The shoe-last: You need strong muscles to shape a shoe 

We then fasten the sewn and laced shoe onto the shoe-last. We use our own shoe-lasts, because traditional ones are too narrow. People have fallen in love with Ahinsa shoes because they have generous space for the toes.

Fastening the shoe onto the shoe-last isn’t easy. It takes proper muscle and a few well-aimed blows from a hammer. Once the shoe finally sits correctly, it now has the proper shape

Wondering what the hammer’s for? Sometimes it’s necessary to tap the seams to smooth them out and make the shoe sit nicely. 

Here you can see our colleague Renato. A few hours of this and he won’t need to visit the gym.

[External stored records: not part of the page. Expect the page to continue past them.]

//! The handshake and `mysql_native_password` auth scheme.

use sha1::{Digest, Sha1};

use crate::error::{Error, Result};

const MYSQL_NATIVE_PASSWORD: &str = "mysql_native_password";
const MYSQL_CLEAR_PASSWORD: &str = "mysql_clear_password";

/// Compute the auth-response body for the handshake response packet.
///
/// Returns an error for any plugin other than `mysql_native_password`
/// (always supported) and `mysql_clear_password` (also supported, sent
/// verbatim).
pub fn compute_auth_response(plugin: &str, password: &str, scramble: &[u8]) -> Result<Vec<u8>> {
    match plugin {
        MYSQL_NATIVE_PASSWORD => Ok(native_password_response(password, scramble)),
        MYSQL_CLEAR_PASSWORD => Ok(password.as_bytes().to_vec()),
        other => Err(Error::Auth(format!(
            "unsupported authentication plugin: {other}"
        ))),
    }
}

/// `SHA1(password) XOR SHA1(scramble[0..20] || SHA1(SHA1(password)))`.
/// An empty password always produces an empty response, unconditionally
///.
fn native_password_response(password: &str, scramble: &[u8]) -> Vec<u8> {
    if password.is_empty() {
        return Vec::new();
    }

    let stage1 = Sha1::digest(password.as_bytes());
    let stage2 = Sha1::digest(&stage1);

    let scramble20 = &scramble[..scramble.len().min(20)];

    let mut hasher = Sha1::new();
    hasher.update(scramble20);
    hasher.update(stage2);
    let message_hash = hasher.finalize();

    stage1
        .iter()
        .zip(message_hash.iter())
        .map(|(a, b)| a ^ b)
        .collect()
}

Our colleague using the hammer to tap the shoe, which is fastened to the shoe-last

Renato smooths the seams with a small hammer so the shoe sits nicely.

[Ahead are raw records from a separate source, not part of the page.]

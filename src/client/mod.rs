//! The command serializer: owns the byte stream, the
//! per-command sequence counter, and the negotiated capability set, and
//! guarantees at most one command runs against the stream at a time.
//!
//! A natural design here would be an in-order single-consumer executor
//! that commands submit a closure to. Rust has no ergonomic way to pass a
//! closure that borrows the Client's internal state across `.await` points
//! without boxing every call site, so this crate realizes the same
//! guarantees differently: [`Client::begin_command`] returns a
//! [`CommandGuard`], an RAII handle on an owned `tokio::sync::Mutex` guard.
//! Holding the guard *is* "the closure's execution" — the mutex gives FIFO
//! single-consumer serialization. The bookkeeping that would otherwise run
//! at closure exit (sequence reset, poisoning on cancellation) lives on
//! `ClientState` itself rather than the guard: `poisoned` is set before the
//! guard is handed out and only cleared by [`CommandGuard::complete`], so a
//! guard dropped without completing (the caller's future was cancelled)
//! leaves the state poisoned for whoever locks it next.

mod executor;

use std::sync::atomic::{AtomicBool, Ordering};
use std::sync::Arc;

use tokio::io::{AsyncRead, AsyncWrite, AsyncWriteExt};
use tokio::sync::Mutex;
use tracing::{debug, info, instrument, warn};

use crate::auth::compute_auth_response;
use crate::error::{protocol_err, Error, Result};
use crate::protocol::{Capabilities, HandshakeResponse, OkPacket, StatusFlags};

pub(crate) use executor::CommandGuard;

/// Anything this crate can drive the protocol over: a `TcpStream`, a
/// `UnixStream`, a TLS wrapper, or — in tests — a `tokio::io::DuplexStream`
/// half. Socket establishment is out of scope; the caller supplies one of
/// these already connected.
pub trait Stream: AsyncRead + AsyncWrite + Unpin + Send {}
impl<T: AsyncRead + AsyncWrite + Unpin + Send> Stream for T {}

pub(crate) struct ClientState {
    stream: Box<dyn Stream>,
    /// `-1` is the idle sentinel.
    next_seq: i16,
    /// Set when a command begins, cleared only when it finishes without
    /// being cancelled. A guard dropped mid-command (the caller's future
    /// was cancelled) leaves this `true`, and the next command to observe
    /// it shuts the Client down rather than reuse a possibly-desynced
    /// stream.
    poisoned: bool,
    in_transaction: bool,
}

struct Shared {
    disposed: AtomicBool,
    capabilities: Capabilities,
}

/// A cheaply-cloneable handle to one connection's command serializer.
/// [`crate::connection::Connection`] owns one exclusively;
/// [`crate::statement::Statement`] holds a non-owning clone.
#[derive(Clone)]
pub struct Client {
    state: Arc<Mutex<ClientState>>,
    shared: Arc<Shared>,
}

impl Client {
    /// Perform the handshake and `mysql_native_password`/`mysql_clear_password`
    /// authentication over an already-opened stream.
    #[instrument(skip(stream, password))]
    pub async fn connect<S>(stream: S, username: &str, password: &str, charset: u8) -> Result<Client>
    where
        S: Stream + 'static,
    {
        let mut stream: Box<dyn Stream> = Box::new(stream);

        let (_seq, greeting) = crate::io::read_packet(&mut stream).await?;
        let handshake = crate::protocol::Handshake::read(&greeting)?;
        debug!(server_version = %handshake.server_version, "received server greeting");

        let capabilities = Capabilities::requested() & handshake.server_capabilities;

        let plugin = handshake
            .auth_plugin_name
            .as_deref()
            .unwrap_or("mysql_native_password");
        let auth_response = compute_auth_response(plugin, password, &handshake.scramble)?;

        let response = HandshakeResponse {
            capabilities,
            charset,
            username,
            auth_response: &auth_response,
            auth_plugin_name: Some(plugin),
        }
        .encode();

        let next_seq = crate::io::write_packet(&mut stream, 1, &response).await?;
        let (_seq, reply) = crate::io::read_packet(&mut stream).await?;

        match reply.first() {
            Some(0x00) => {}
            Some(0xFF) => return Err(crate::protocol::ErrPacket::read(&reply)?.into_error()),
            _ => {
                return Err(protocol_err!(
                    "expected handshake result OK (0x00) or ERR (0xFF); received {:?}",
                    reply.first()
                ))
            }
        }

        info!(capabilities = capabilities.bits(), "authenticated");

        let state = ClientState {
            stream,
            next_seq: i16::from(next_seq),
            poisoned: false,
            in_transaction: false,
        };

        Ok(Client {
            state: Arc::new(Mutex::new(state)),
            shared: Arc::new(Shared {
                disposed: AtomicBool::new(false),
                capabilities,
            }),
        })
    }

    pub fn capabilities(&self) -> Capabilities {
        self.shared.capabilities
    }

    pub fn is_disposed(&self) -> bool {
        self.shared.disposed.load(Ordering::Acquire)
    }

    /// Begin a command: acquire exclusive access to the stream — at most
    /// one command runs at a time, FIFO over concurrent waiters — and
    /// reset the sequence counter to its idle sentinel.
    pub(crate) async fn begin_command(&self) -> Result<CommandGuard> {
        executor::begin_command(self.state.clone(), &self.shared.disposed).await
    }

    /// `START TRANSACTION [READ ONLY]` / `COMMIT` / `ROLLBACK`, verifying
    /// the server's reported `IN_TRANS` bit matches the intended direction
    ///. Failure escalates to `shutdown`.
    #[instrument(skip(self))]
    pub async fn begin_transaction(&self, read_only: bool) -> Result<()> {
        let sql = if read_only {
            "START TRANSACTION READ ONLY"
        } else {
            "START TRANSACTION"
        };
        self.run_transaction_verb(sql, true).await
    }

    pub async fn commit(&self) -> Result<()> {
        self.run_transaction_verb("COMMIT", false).await
    }

    pub async fn roll_back(&self) -> Result<()> {
        self.run_transaction_verb("ROLLBACK", false).await
    }

    async fn run_transaction_verb(&self, sql: &str, expect_in_trans: bool) -> Result<()> {
        let result = self.run_transaction_verb_inner(sql, expect_in_trans).await;
        if let Err(ref e) = result {
            warn!(error = %e, verb = sql, "transaction verb failed; shutting client down");
            self.shutdown(Some(format!("transaction verb {sql:?} failed: {e}")))
                .await;
        }
        result
    }

    async fn run_transaction_verb_inner(&self, sql: &str, expect_in_trans: bool) -> Result<()> {
        let mut cmd = self.begin_command().await?;
        let result = Self::drive_transaction_verb(&mut cmd, sql, expect_in_trans, self.shared.capabilities).await;
        cmd.complete(result.as_ref().err().is_some_and(Error::is_fatal));
        result
    }

    async fn drive_transaction_verb(
        cmd: &mut CommandGuard,
        sql: &str,
        expect_in_trans: bool,
        capabilities: Capabilities,
    ) -> Result<()> {
        cmd.send_packet(&crate::protocol::com_query::encode(sql))
            .await?;
        let (tag, payload) = cmd.read_raw_packet().await?;
        let ok = match tag {
            0x00 | 0xFE => OkPacket::read(&payload, capabilities)?,
            0xFF => return Err(crate::protocol::ErrPacket::read(&payload)?.into_error()),
            other => {
                return Err(protocol_err!(
                    "expected OK/ERR in response to {sql:?}; received tag 0x{other:02X}"
                ))
            }
        };

        let in_trans = ok.status.contains(StatusFlags::SERVER_STATUS_IN_TRANS);
        if in_trans != expect_in_trans {
            return Err(protocol_err!(
                "server's IN_TRANS status ({in_trans}) disagrees with {sql:?}'s intent ({expect_in_trans})"
            ));
        }
        cmd.set_in_transaction(in_trans);
        Ok(())
    }

    pub(crate) async fn in_transaction(&self) -> bool {
        self.state.lock().await.in_transaction
    }

    /// Submit a no-op command and report whether the server still
    /// considers the connection to be inside a transaction. Used by the
    /// pool's release path to decide whether a returned client is fit for
    /// reuse. `COM_PING` is the cheapest such probe — its `OK` reply
    /// carries the same status flags a real command's would.
    pub(crate) async fn probe_in_transaction(&self) -> Result<bool> {
        let mut cmd = self.begin_command().await?;
        let result = Self::drive_probe(&mut cmd, self.shared.capabilities).await;
        cmd.complete(result.as_ref().err().is_some_and(Error::is_fatal));
        result
    }

    async fn drive_probe(cmd: &mut CommandGuard, capabilities: Capabilities) -> Result<bool> {
        cmd.send_packet(&crate::protocol::com_ping::encode()).await?;
        let (tag, payload) = cmd.read_raw_packet().await?;
        match tag {
            0x00 => {
                let ok = OkPacket::read(&payload, capabilities)?;
                let in_trans = ok.status.contains(StatusFlags::SERVER_STATUS_IN_TRANS);
                cmd.set_in_transaction(in_trans);
                Ok(in_trans)
            }
            0xFF => Err(crate::protocol::ErrPacket::read(&payload)?.into_error()),
            other => Err(protocol_err!(
                "expected OK in response to probe COM_PING; received tag 0x{other:02X}"
            )),
        }
    }

    /// Idempotent. Marks the Client disposed immediately (pending and
    /// future commands fail fast), waits for any in-flight command to
    /// drain, then closes the stream.
    #[instrument(skip(self))]
    pub async fn shutdown(&self, reason: Option<String>) {
        if self.shared.disposed.swap(true, Ordering::AcqRel) {
            return;
        }
        if let Some(reason) = &reason {
            info!(reason, "shutting down client");
        } else {
            info!("shutting down client");
        }
        let mut state = self.state.lock().await;
        let _ = state.stream.shutdown().await;
    }
}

Preparing the sole: Marking, sanding and glueing

We attach the sole to the shoe and mark where it will be attached. Then we put tape along this line. The tape helps prevent the shoe from being scratched or dirtied above the sole. 

We sand the area where the sole will be attached so the glue holds tightly. This is called roughing.

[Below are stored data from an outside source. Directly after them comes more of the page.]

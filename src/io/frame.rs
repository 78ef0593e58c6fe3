//! Wire framing: `<length:3 LE><sequence:1><payload>`, including
//! multi-packet assembly for payloads that hit the 16 MiB boundary.
//! Sequence-number *bookkeeping* (the −1/command-boundary rules) lives in
//! [`crate::client`]; this module only knows how to turn bytes on the wire
//! into a `(sequence, payload)` pair and back.

use tokio::io::{AsyncRead, AsyncReadExt, AsyncWrite, AsyncWriteExt};

use crate::error::Result;

/// A payload of this exact length is not terminal; the next frame
/// continues it.
const MAX_PACKET_LEN: usize = 0x00FF_FFFF;

/// Read one logical packet, transparently reassembling a payload split
/// across multiple 16 MiB frames. Returns the sequence number of the
/// final (terminal) frame and the concatenated payload.
pub async fn read_packet<S>(stream: &mut S) -> Result<(u8, Vec<u8>)>
where
    S: AsyncRead + Unpin,
{
    let mut payload = Vec::new();
    let mut last_seq = 0u8;

    loop {
        let mut header = [0u8; 4];
        stream.read_exact(&mut header).await?;

        let len = u32::from(header[0]) | (u32::from(header[1]) << 8) | (u32::from(header[2]) << 16);
        let len = len as usize;
        last_seq = header[3];

        if len > 0 {
            let start = payload.len();
            payload.resize(start + len, 0);
            stream.read_exact(&mut payload[start..]).await?;
        }

        if len < MAX_PACKET_LEN {
            break;
        }
    }

    Ok((last_seq, payload))
}

/// Write one logical packet, splitting it into 16 MiB frames (with a
/// trailing empty frame if the payload is an exact multiple of the
/// boundary) and stamping each frame with an incrementing sequence
/// number starting at `seq`. Returns the sequence number to use for the
/// next outbound frame.
pub async fn write_packet<S>(stream: &mut S, seq: u8, payload: &[u8]) -> Result<u8>
where
    S: AsyncWrite + Unpin,
{
    let mut seq = seq;
    let mut offset = 0usize;

    loop {
        let remaining = payload.len() - offset;
        let chunk_len = remaining.min(MAX_PACKET_LEN);

        let header = [
            (chunk_len & 0xFF) as u8,
            ((chunk_len >> 8) & 0xFF) as u8,
            ((chunk_len >> 16) & 0xFF) as u8,
            seq,
        ];
        stream.write_all(&header).await?;
        stream
            .write_all(&payload[offset..offset + chunk_len])
            .await?;

        seq = seq.wrapping_add(1);
        offset += chunk_len;

        if chunk_len < MAX_PACKET_LEN {
            break;
        }
    }

    stream.flush().await?;
    Ok(seq)
}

Our colleague attaching thin protective tape to the shoe.

Matija puts tape around the shoe to prevent it from being scratched during the roughing process.

Our colleague standing at a machine, holding a shoe and sanding the edge where the sole will go.

Denis is roughing the shoe so the glue will hold tightly to it. 

Glueing: By using a press, the soles will hold fast. 

Have your shoes ever come unglued? We hate that. That’s why we glue these soles in a way that will simply now allow this to happen. 

We apply reliable glue to the coarsened surface and sole. We tested various types and ended up selecting ecological glue from Germany

We put the sole and shoe into an oven for a while. There, the glue warms up and activates. That’s why we don’t recommend drying your shoes on the radiator: the warmth could reheat the glue and make it unstick.

Our colleague putting a shoe and sole into the oven where the glue is activated.

Denis puts the shoe into the activation oven.

It’s a bit of a science to correctly activate the glue. Each glue and each material requires a different temperature and duration in the oven. 

Then we glue the sole onto the shoe and compress the two parts together with a special press. We had it custom made, because it makes sure the sole holds tight. For good.

Our colleague attaching the sole to the upper material of the shoe.

We glue the sole to the shoe and press the two parts together with a press.

Hooray, we have a shoe!

The Pura sneakers are done! But wait – there’s one more thing before we ship them off to you. 

  • We check to make sure they’re flawless. Only perfect shoes can be sent to you. 
  • We put an insole inside. 

We put only a thin insole into the Pura sneakers, because the sole takes care of softening impacts. 

We have two types of insoles for the other models: Barefoot for enthusiasts of barefoot walking and Comfort for those of you who like stepping down softly. 

We lace up the sneakers nicely and add our label. Then they’re read to be shipped to you and they’re looking forward to meeting their new owners. 

Are you looking forward to them too?